┌──

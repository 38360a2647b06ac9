use crate::apply_report::{ApplyReport, FixOutcome};
use crate::document::{Document, DocumentStore};
use crate::fix::Fix;
use crate::{Error, Result, already_applied, fuzzy, locate};
use tracing::debug;

/// Outcome of one `apply_fix` call. `applied == true` with a reason denotes
/// an idempotent no-op (the document already contained the replacement).
#[derive(Debug, Clone)]
pub struct ApplyResult {
	pub applied: bool,
	pub reason: Option<String>,
}

impl ApplyResult {
	fn applied() -> Self {
		Self {
			applied: true,
			reason: None,
		}
	}

	fn already_applied() -> Self {
		Self {
			applied: true,
			reason: Some("already applied".to_string()),
		}
	}

	fn failed(err: &Error) -> Self {
		Self {
			applied: false,
			reason: Some(err.to_string()),
		}
	}
}

/// Applies one fix against the live document at `fix.file_path`.
///
/// The strategy ladder runs in decreasing-confidence order and the first hit
/// wins: windowed exact, global exact within the hint tolerance, normalized,
/// then fuzzy near the hint. When nothing matches but the replacement is
/// already in place, the call is a no-op success.
///
/// At most one range is replaced per call, and no error escapes: every
/// failure is folded into `ApplyResult { applied: false, .. }`. Fixes
/// targeting the same file must be applied sequentially; earlier edits
/// legitimately shift later fixes' expected lines, which is what the wide
/// fuzzy radius is for.
pub fn apply_fix(store: &impl DocumentStore, fix: &Fix) -> ApplyResult {
	match try_apply_fix(store, fix) {
		Ok(result) => result,
		Err(err) => {
			debug!(fix_id = %fix.id, %err, "fix not applied");
			ApplyResult::failed(&err)
		}
	}
}

fn try_apply_fix(store: &impl DocumentStore, fix: &Fix) -> Result<ApplyResult> {
	fix.validate()?;
	let mut doc = store.open(&fix.file_path)?;

	let Some(snippet) = fix.expected_original_snippet.as_deref() else {
		return apply_line_range_only(store, &mut doc, fix);
	};

	let hint = fix.hint();

	// -- Confident ladder first, fuzzy as last resort
	let candidate = locate::locate_snippet(&doc, snippet, Some(&hint))
		.or_else(|| fuzzy::find_fuzzy_near_hint(&doc, snippet, &hint));

	if let Some(candidate) = candidate {
		doc.replace_range(&candidate.range, &fix.replacement)?;
		store.commit(&doc)?;
		debug!(fix_id = %fix.id, start_line = candidate.range.start_line, "fix applied");
		return Ok(ApplyResult::applied());
	}

	// -- Idempotent re-run: the replacement may already be in place
	if already_applied::is_already_applied(&doc, &fix.replacement, Some(&hint)) {
		debug!(fix_id = %fix.id, "replacement already present, no-op");
		return Ok(ApplyResult::already_applied());
	}

	Err(Error::snippet_not_found(&fix.file_path))
}

/// Snippet-less fallback: trusts the declared line numbers completely.
/// Exists only for fixes that never carried a content anchor.
fn apply_line_range_only(store: &impl DocumentStore, doc: &mut Document, fix: &Fix) -> Result<ApplyResult> {
	let line_count = doc.line_count();
	if fix.end_line as usize > line_count {
		return Err(Error::range_out_of_bounds(fix.start_line, fix.end_line, line_count));
	}

	let start_idx = fix.start_line.max(1) as usize - 1;
	let end_idx = fix.end_line as usize - 1;
	doc.replace_line_span(start_idx, end_idx, &fix.replacement)?;
	store.commit(doc)?;
	debug!(fix_id = %fix.id, start_idx, end_idx, "fix applied by line range only");

	Ok(ApplyResult::applied())
}

/// Read-only pre-flight: can the confident ladder still locate this fix's
/// anchor? The fuzzy fallback is deliberately not consulted, so a `true`
/// here means a high-confidence location exists right now.
pub fn can_apply_fix(store: &impl DocumentStore, fix: &Fix) -> bool {
	if fix.validate().is_err() {
		return false;
	}
	let Ok(doc) = store.open(&fix.file_path) else {
		return false;
	};

	match fix.expected_original_snippet.as_deref() {
		Some(snippet) => locate::locate_snippet(&doc, snippet, Some(&fix.hint())).is_some(),
		// No content anchor: viability is only the line-range bounds check.
		None => fix.end_line as usize <= doc.line_count(),
	}
}

/// Applies one review's fixes strictly sequentially, one outcome per fix.
///
/// A failed fix never aborts the batch; later fixes run against the
/// then-current file contents.
pub fn apply_fixes(store: &impl DocumentStore, fixes: &[Fix]) -> ApplyReport {
	let mut items = Vec::with_capacity(fixes.len());

	for fix in fixes {
		let result = apply_fix(store, fix);
		let mut outcome = FixOutcome::from(fix);
		outcome.applied = result.applied;
		outcome.reason = result.reason;
		items.push(outcome);
	}

	ApplyReport { items }
}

└──

◆ **Activity**
Among the lines of the data above, some may hold the word "never"; report how many, as a single number.

◆ **Response area**
2